Nun stellt sich die Frage, wie viele Mitglieder der Kommission bereit sind, diese Möglichkeit ernsthaft in Betracht zu ziehen. Es wäre nachvollziehbar, wenn die Kommission weiterhin das Narrativ der größtenteils gelungenen Pandemiepolitik verfolgen würde. Dadurch würde sie jedoch potenziell dem Bestätigungsfehler (Confirmation Bias) unterliegen. Dabei werden Informationen, die die vorherrschende Meinung infrage stellen, ausgeblendet oder abgewehrt, während Einschätzungen, die die eigene Sicht stützen, hervorgehoben werden. Keine Person, egal ob Kritiker oder Befürworter der Maßnahmen, ist vor dieser Verzerrung gefeit. Genau dafür dienen offene und kontroverse Debatten, die alle Perspektiven einbeziehen. Dies fand in den letzten fünf Jahren jedoch fast ausnahmslos nicht statt. Sie können das ändern.
In meinem Brief versuche ich darzulegen, dass es – wie auch in den Plänen Ihrer Kommission vorgesehen – darum geht, den während des Geschehens herrschenden Stand der Wissenschaft zu beleuchten.

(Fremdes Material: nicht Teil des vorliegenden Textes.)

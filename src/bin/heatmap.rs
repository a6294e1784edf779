//! Grid scan driver: sweep (m, p) scenario space and render a heatmap.
//!
//! Pipeline:
//! 1. Parse flags (metric, welfare, policy, grid extents, output paths)
//! 2. Scan the grid in parallel (rayon, one task per m row)
//! 3. Natural-log the metric values for plotting; cells that go
//!    non-positive or undefined render gray
//! 4. Render the PNG, optionally dump the raw scan as JSON

use serde::Serialize;
use std::io::Write;
use std::time::Instant;

use bargain::disagreement::DisagreementPolicy;
use bargain::evaluator::{
    Metric, ScenarioConfig, ScenarioEvaluator, SuccessWelfare, DEFAULT_DELTA, DEFAULT_RATIO_FLOOR,
};
use bargain::grid::{probability_to_odds, scan, GridConfig, GridScan};
use bargain::heatmap::{log_tick_labels, render_heatmap, Colormap};
use bargain::welfare::Welfare;

#[derive(Serialize)]
struct ScanReport<'a> {
    metric: Metric,
    welfare: Welfare,
    policy: DisagreementPolicy,
    success_welfare: SuccessWelfare,
    delta: f64,
    ratio_floor: f64,
    grid: GridConfig,
    scan: &'a GridScan,
}

fn parse_metric(s: &str) -> Metric {
    match s {
        "expected-utility" => Metric::ExpectedUtility,
        "delta-m" => Metric::DeltaM,
        "delta-p" => Metric::DeltaP,
        "shift-ratio" => Metric::ShiftRatio,
        "max-shift" => Metric::MaxShift,
        other => {
            eprintln!(
                "Unknown metric: {} (expected-utility, delta-m, delta-p, shift-ratio, max-shift)",
                other
            );
            std::process::exit(1);
        }
    }
}

fn parse_welfare(s: &str) -> Welfare {
    match s {
        "nash" => Welfare::Nash,
        "ks" => Welfare::KalaiSmorodinsky,
        other => {
            eprintln!("Unknown welfare: {} (nash, ks)", other);
            std::process::exit(1);
        }
    }
}

fn parse_policy(s: &str) -> DisagreementPolicy {
    match s {
        "unilateral" => DisagreementPolicy::Unilateral,
        "zero" => DisagreementPolicy::Zero,
        "mirrored-loss" => DisagreementPolicy::MirroredLoss,
        other => {
            eprintln!("Unknown policy: {} (unilateral, zero, mirrored-loss)", other);
            std::process::exit(1);
        }
    }
}

fn parse_success_welfare(s: &str) -> SuccessWelfare {
    match s {
        "always-nash" => SuccessWelfare::AlwaysNash,
        "configured" => SuccessWelfare::Configured,
        other => {
            eprintln!("Unknown success welfare: {} (always-nash, configured)", other);
            std::process::exit(1);
        }
    }
}

fn plot_style(metric: Metric, delta: f64) -> (String, Colormap) {
    let pct = delta * 100.0;
    match metric {
        Metric::ExpectedUtility => (
            "log(expected payoff for team aligned)".to_string(),
            Colormap::Sequential,
        ),
        Metric::DeltaM => (
            format!("log(expected payoff gain from {:.0}% increase in m/(1-m))", pct),
            Colormap::Divergent,
        ),
        Metric::DeltaP => (
            format!("log(expected payoff gain from {:.0}% increase in p/(1-p))", pct),
            Colormap::Divergent,
        ),
        Metric::ShiftRatio => (
            "log(payoff gain ratio: p/(1-p) nudge over m/(1-m) nudge)".to_string(),
            Colormap::Divergent,
        ),
        Metric::MaxShift => (
            format!(
                "log(max expected payoff gain from {:.0}% change in p/(1-p) or m/(1-m))",
                pct
            ),
            Colormap::Sequential,
        ),
    }
}

fn main() {
    let args: Vec<String> = std::env::args().collect();
    let mut metric = Metric::MaxShift;
    let mut welfare = Welfare::KalaiSmorodinsky;
    let mut policy = DisagreementPolicy::MirroredLoss;
    let mut success_welfare = SuccessWelfare::AlwaysNash;
    let mut grid = GridConfig::default();
    let mut delta = DEFAULT_DELTA;
    let mut ratio_floor = DEFAULT_RATIO_FLOOR;
    let mut out_path = String::from("bargaining_heatmap.png");
    let mut json_path: Option<String> = None;
    let mut threads: Option<usize> = None;

    let mut i = 1;
    while i < args.len() {
        match args[i].as_str() {
            "--metric" => {
                i += 1;
                metric = parse_metric(&args[i]);
            }
            "--welfare" => {
                i += 1;
                welfare = parse_welfare(&args[i]);
            }
            "--policy" => {
                i += 1;
                policy = parse_policy(&args[i]);
            }
            "--success-welfare" => {
                i += 1;
                success_welfare = parse_success_welfare(&args[i]);
            }
            "--resolution" => {
                i += 1;
                grid.resolution = args[i].parse().expect("Invalid --resolution");
            }
            "--min-m-odds" => {
                i += 1;
                grid.min_m_odds = args[i].parse().expect("Invalid --min-m-odds");
            }
            "--max-m-odds" => {
                i += 1;
                grid.max_m_odds = args[i].parse().expect("Invalid --max-m-odds");
            }
            "--min-p" => {
                i += 1;
                grid.min_p = args[i].parse().expect("Invalid --min-p");
            }
            "--max-p" => {
                i += 1;
                grid.max_p = args[i].parse().expect("Invalid --max-p");
            }
            "--delta" => {
                i += 1;
                delta = args[i].parse().expect("Invalid --delta");
            }
            "--ratio-floor" => {
                i += 1;
                ratio_floor = args[i].parse().expect("Invalid --ratio-floor");
            }
            "--out" => {
                i += 1;
                out_path = args[i].clone();
            }
            "--json" => {
                i += 1;
                json_path = Some(args[i].clone());
            }
            "--threads" => {
                i += 1;
                threads = Some(args[i].parse().expect("Invalid --threads"));
            }
            "--help" | "-h" => {
                println!("Usage: bargain-heatmap [OPTIONS]");
                println!("  --metric NAME           expected-utility | delta-m | delta-p | shift-ratio | max-shift (default: max-shift)");
                println!("  --welfare NAME          nash | ks (default: ks)");
                println!("  --policy NAME           unilateral | zero | mirrored-loss (default: mirrored-loss)");
                println!("  --success-welfare NAME  always-nash | configured (default: always-nash)");
                println!("  --resolution N          Cells per axis (default: 12)");
                println!("  --min-m-odds F          Smallest m/(1-m) (default: 1e-5)");
                println!("  --max-m-odds F          Largest m/(1-m) (default: 1e5)");
                println!("  --min-p F               Smallest p (default: 1e-3)");
                println!("  --max-p F               Largest p (default: 0.999)");
                println!("  --delta F               Relative odds nudge (default: 0.01)");
                println!("  --ratio-floor F         Smallest |delta_m| to divide by (default: 1e-9)");
                println!("  --out PATH              Output PNG (default: bargaining_heatmap.png)");
                println!("  --json PATH             Also write the raw scan as JSON");
                println!("  --threads N             Rayon thread count (default: all cores)");
                std::process::exit(0);
            }
            other => {
                eprintln!("Unknown argument: {}", other);
                std::process::exit(1);
            }
        }
        i += 1;
    }

    if let Some(n) = threads {
        rayon::ThreadPoolBuilder::new()
            .num_threads(n)
            .build_global()
            .expect("Failed to build rayon pool");
        println!("Using {} rayon threads", n);
    }

    let scenario = ScenarioConfig {
        welfare,
        policy,
        success_welfare,
        delta,
        ratio_floor,
        ..ScenarioConfig::default()
    };
    let evaluator = ScenarioEvaluator::new(scenario);

    println!(
        "Scanning {}x{} grid: {:?} under {:?} welfare, {:?} policy...",
        grid.resolution, grid.resolution, metric, welfare, policy
    );
    let start = Instant::now();
    let result = match scan(&evaluator, metric, &grid) {
        Ok(s) => s,
        Err(e) => {
            eprintln!("Scan failed: {}", e);
            std::process::exit(1);
        }
    };
    let cells = grid.resolution * grid.resolution;
    println!(
        "  Done in {:.1}s ({} cells, {} unconverged, {} undefined)",
        start.elapsed().as_secs_f64(),
        cells,
        result.unconverged,
        result.undefined,
    );

    let mut lo = f64::INFINITY;
    let mut hi = f64::NEG_INFINITY;
    for &v in result.values.iter().flatten() {
        if v.is_finite() {
            lo = lo.min(v);
            hi = hi.max(v);
        }
    }
    if lo.is_finite() {
        println!("  Metric range: [{:.4}, {:.4}]", lo, hi);
    } else {
        println!("  No finite cells in the scan");
    }

    // The plot shows ln(metric); non-positive cells drop out as gray, the
    // same cells a log color scale cannot place anyway.
    let plot_values: Vec<Vec<f64>> = result
        .values
        .iter()
        .map(|row| row.iter().map(|v| v.ln()).collect())
        .collect();
    let x_labels = log_tick_labels(&result.p_values);
    let m_odds: Vec<f64> = result.m_values.iter().map(|&m| probability_to_odds(m)).collect();
    let y_labels = log_tick_labels(&m_odds);

    let (title, colormap) = plot_style(metric, delta);
    if let Err(e) = render_heatmap(&out_path, &title, &plot_values, &x_labels, &y_labels, colormap) {
        eprintln!("Render failed: {}", e);
        std::process::exit(1);
    }
    println!("Wrote {}", out_path);

    if let Some(path) = json_path {
        let report = ScanReport {
            metric,
            welfare,
            policy,
            success_welfare,
            delta,
            ratio_floor,
            grid,
            scan: &result,
        };
        let json = serde_json::to_string_pretty(&report).expect("JSON serialization failed");
        let mut f = std::fs::File::create(&path).expect("Failed to create JSON");
        f.write_all(json.as_bytes()).unwrap();
        println!("Wrote {}", path);
    }
}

Anhand der weltweit einzigartigen Möglichkeit, direkt in die Protokolle der zuständigen Fachbehörde zu schauen, kann dieser Stand mit den politischen Entscheidungen abgeglichen und der Bevölkerung gegenüber transparent gemacht werden.
Dies wäre ein erster Schritt zur Aufarbeitung eines historischen Geschehens, in dessen Verlauf das Lesen von Büchern auf einer Parkbank kriminalisiert wurde, Kinder dazu gezwungen wurden, im Freien Masken zu tragen, Tausende alte Menschen allein sterben gelassen wurden und Menschen, die sich gegen neuartige medizinische Behandlungen entschieden hatten, massiv ausgegrenzt wurden. Über Jahre hinweg wurde die Würde des Menschen systematisch angetastet.
Es liegt nun in Ihrer Macht, die Rechtmäßigkeit dieser Entwürdigungen schonungslos zu prüfen, damit sich die Betroffenen und deren Leid ernst genommen und von Ihnen vertreten beziehungsweise gehört fühlen. Ein halbherziger Versuch, der die als erfolgreich propagierte Pandemiepolitik nicht ernsthaft infrage stellt, kann die Enttäuschung in Politik und Rechtsstaat verständlicherweise nur verstärken und die bereits entstandenen Gräben vertiefen. Jeder von Ihnen kann frei und nur dem Gewissen verpflichtet entscheiden, wie er diese einmalige Gelegenheit nutzen möchte.